Relendo essas revistas descobri por quê. As histórias eram típicas da Marvel — ou melhor, de Stan Lee: o Capitão América sofria por um romance cheio de mal-entendidos (com uma louraça daquelas), e os dramas pessoais do seu alter ego tinham o mesmo peso das aventuras típicas do herói uniformizado. Mas, principalmente, o Capitão atravessava o drama de viver em uma era que não era a sua. Essa era a essência do seu personagem, e isso o aproximava tanto do Surfista Prateado. A diferença é que o conflito do Surfista era espacial, o estar longe de seu lugar, enquanto o do Capitão era temporal, ele que estava longe de seu tempo.

Claro que isso não era desenvolvido como, talvez, fosse hoje. Lendo essas histórias agora, mais de 30 anos depois, dá para perceber como eram tão mais leves do que o que se publica agora em quadrinhos, quase pueris. Mas ao mesmo tempo — e eu não sei o quanto há de preconceito pessoal aqui, a insistência em achar que “no meu tempo as coisas eram melhores” — elas me parecem mais interessantes, mais simples, mais palatáveis. Os tempos mudaram muito, mas aquilo que passou não perdeu totalmente seu apelo. O Capitão América em 1981 era mais interessante do que hoje. Provavelmente ele só funcionava porque, criança ainda, eu não fazia noção que ele representava. Mais tarde, a dicotomia entre o personagem e o país real levaria à decadência completa do super-herói, e mesmo hoje tenho a impressão de que ele só existe porque o meio-oeste americano ainda tem habitantes.

(As coisas não são assim tão simples e esquemáticas como escrevi aí em cima. Se eu soubesse que essa fase do Capitão América tinha sido uma das campeãs de vendas da Marvel, e que em 2010 seria considerada o quarto melhor momento da Marvel nos anos 70, talvez entendesse melhor as razões da minha paixão repentina e irremediável, e talvez devolvesse um pouquinho de respeito às opiniões e critérios da criança que fui.)

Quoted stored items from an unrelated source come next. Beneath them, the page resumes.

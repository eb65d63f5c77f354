use std::io::{Read, Write as _};
use std::path::{Path, PathBuf};
use std::process::{Child, ChildStdin, Command, Stdio};

use anyhow::Context;

use crate::export::raster::FrameRGBA;
use crate::export::sink::{FrameSink, SinkConfig};
use crate::foundation::error::{SvgBurstError, SvgBurstResult};

/// Options for [`MovSink`].
#[derive(Clone, Debug)]
pub struct MovSinkOpts {
    /// Output `.mov` path.
    pub out_path: PathBuf,
    /// Overwrite the output file if it already exists.
    pub overwrite: bool,
}

impl MovSinkOpts {
    /// Options writing to `out_path`, overwriting.
    pub fn new(out_path: impl Into<PathBuf>) -> Self {
        Self {
            out_path: out_path.into(),
            overwrite: true,
        }
    }
}

/// Sink that streams frames into the system `ffmpeg` and writes a QuickTime file with PNG
/// frames, so transparency survives.
pub struct MovSink {
    opts: MovSinkOpts,

    child: Option<Child>,
    stdin: Option<ChildStdin>,
    stderr_drain: Option<std::thread::JoinHandle<std::io::Result<Vec<u8>>>>,

    cfg: Option<SinkConfig>,
    next_idx: usize,
}

impl MovSink {
    /// Create a sink; `ffmpeg` is started in `begin`.
    pub fn new(opts: MovSinkOpts) -> Self {
        Self {
            opts,
            child: None,
            stdin: None,
            stderr_drain: None,
            cfg: None,
            next_idx: 0,
        }
    }
}

impl FrameSink for MovSink {
    fn begin(&mut self, cfg: SinkConfig) -> SvgBurstResult<()> {
        if cfg.fps.num == 0 || cfg.fps.den == 0 {
            return Err(SvgBurstError::validation("fps must be non-zero"));
        }
        if cfg.width == 0 || cfg.height == 0 {
            return Err(SvgBurstError::validation(
                "mov sink width/height must be non-zero",
            ));
        }

        ensure_parent_dir(&self.opts.out_path)?;
        if !self.opts.overwrite && self.opts.out_path.exists() {
            return Err(SvgBurstError::validation(format!(
                "output file '{}' already exists",
                self.opts.out_path.display()
            )));
        }
        if !is_ffmpeg_on_path() {
            return Err(SvgBurstError::export(
                "ffmpeg is required for MOV encoding, but was not found on PATH",
            ));
        }

        let rate = format!("{}/{}", cfg.fps.num, cfg.fps.den);
        let mut cmd = Command::new("ffmpeg");
        cmd.stdin(Stdio::piped())
            .stdout(Stdio::null())
            .stderr(Stdio::piped());
        cmd.arg(if self.opts.overwrite { "-y" } else { "-n" });
        cmd.args([
            "-loglevel",
            "error",
            "-f",
            "rawvideo",
            "-pix_fmt",
            "rgba",
            "-s",
            &format!("{}x{}", cfg.width, cfg.height),
            "-framerate",
            &rate,
            "-i",
            "pipe:0",
            "-an",
            "-r",
            &rate,
            "-c:v",
            "png",
            "-pix_fmt",
            "rgba",
            "-f",
            "mov",
        ]);
        cmd.arg(&self.opts.out_path);

        let mut child = cmd.spawn().map_err(|e| {
            SvgBurstError::export(format!(
                "failed to spawn ffmpeg (is it installed and on PATH?): {e}"
            ))
        })?;
        let stdin = child
            .stdin
            .take()
            .ok_or_else(|| SvgBurstError::export("failed to open ffmpeg stdin"))?;
        let mut stderr = child
            .stderr
            .take()
            .ok_or_else(|| SvgBurstError::export("failed to open ffmpeg stderr"))?;
        let stderr_drain = std::thread::spawn(move || {
            let mut bytes = Vec::new();
            stderr.read_to_end(&mut bytes)?;
            Ok(bytes)
        });

        tracing::debug!(out = %self.opts.out_path.display(), %rate, "ffmpeg started");
        self.child = Some(child);
        self.stdin = Some(stdin);
        self.stderr_drain = Some(stderr_drain);
        self.cfg = Some(cfg);
        self.next_idx = 0;
        Ok(())
    }

    fn push_frame(&mut self, idx: usize, frame: &FrameRGBA) -> SvgBurstResult<()> {
        let cfg = self
            .cfg
            .as_ref()
            .ok_or_else(|| SvgBurstError::export("mov sink not started"))?;
        if idx != self.next_idx {
            return Err(SvgBurstError::export(format!(
                "mov sink expected frame {}, got {idx}",
                self.next_idx
            )));
        }
        if frame.width != cfg.width || frame.height != cfg.height {
            return Err(SvgBurstError::validation(format!(
                "frame size mismatch: got {}x{}, expected {}x{}",
                frame.width, frame.height, cfg.width, cfg.height
            )));
        }

        let Some(stdin) = self.stdin.as_mut() else {
            return Err(SvgBurstError::export("mov sink is already finalized"));
        };
        stdin
            .write_all(&frame.data)
            .map_err(|e| SvgBurstError::export(format!("failed to write frame to ffmpeg: {e}")))?;
        self.next_idx += 1;
        Ok(())
    }

    fn end(&mut self) -> SvgBurstResult<()> {
        drop(self.stdin.take());
        let mut child = self
            .child
            .take()
            .ok_or_else(|| SvgBurstError::export("mov sink not started"))?;

        let status = child
            .wait()
            .map_err(|e| SvgBurstError::export(format!("failed to wait for ffmpeg: {e}")))?;
        let stderr_bytes = match self.stderr_drain.take() {
            Some(handle) => handle
                .join()
                .map_err(|_| SvgBurstError::export("ffmpeg stderr drain thread panicked"))?
                .map_err(|e| SvgBurstError::export(format!("ffmpeg stderr read failed: {e}")))?,
            None => Vec::new(),
        };

        tracing::debug!(%status, frames = self.next_idx, "ffmpeg finished");
        if !status.success() {
            let stderr = String::from_utf8_lossy(&stderr_bytes);
            return Err(SvgBurstError::export(format!(
                "ffmpeg exited with status {status}: {}",
                stderr.trim()
            )));
        }

        self.cfg = None;
        Ok(())
    }

    fn abort(&mut self) {
        if let Some(mut child) = self.child.take() {
            // Kill before closing stdin so ffmpeg never sees EOF and finalizes the container.
            if let Err(e) = child.kill() {
                tracing::debug!(error = %e, "ffmpeg already exited");
            }
            drop(self.stdin.take());
            let _ = child.wait();
        }
        drop(self.stdin.take());
        if let Some(handle) = self.stderr_drain.take() {
            let _ = handle.join();
        }

        if self.cfg.take().is_some() {
            match std::fs::remove_file(&self.opts.out_path) {
                Ok(()) => {
                    tracing::debug!(out = %self.opts.out_path.display(), "removed partial output");
                }
                Err(e) if e.kind() == std::io::ErrorKind::NotFound => {}
                Err(e) => {
                    tracing::warn!(
                        out = %self.opts.out_path.display(),
                        error = %e,
                        "failed to remove partial output"
                    );
                }
            }
        }
        self.next_idx = 0;
    }
}

impl Drop for MovSink {
    fn drop(&mut self) {
        if self.child.is_some() {
            self.abort();
        }
    }
}

/// Create the parent directory of `path` if needed.
pub fn ensure_parent_dir(path: &Path) -> SvgBurstResult<()> {
    if let Some(parent) = path.parent().filter(|p| !p.as_os_str().is_empty()) {
        std::fs::create_dir_all(parent)
            .with_context(|| format!("failed to create output directory '{}'", parent.display()))?;
    }
    Ok(())
}

/// Return `true` when `ffmpeg` can be invoked from `PATH`.
pub fn is_ffmpeg_on_path() -> bool {
    Command::new("ffmpeg")
        .arg("-version")
        .stdout(Stdio::null())
        .stderr(Stdio::null())
        .status()
        .map(|s| s.success())
        .unwrap_or(false)
}

#[cfg(test)]
#[path = "../../tests/unit/export/ffmpeg.rs"]
mod tests;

30 anos se passaram. Ao ser revivido por Stan Lee nos anos 60, ele tinha passado 20 anos congelado; hoje, para fazer sentido, teria que ter passado 70. O Capitão América é um personagem desgraçado, e sua maior desgraça não é sequer a passagem do tempo, e sim o país e a bandeira que representa. O tempo o condena, apenas: o seu país o destrói.

Mas isso é o que eu acho hoje. É tão pequeno. Reencontrar essas revistas me lembrou de um tempo em que as coisas eram mais simples e o mundo era tão grande. E isso é bom.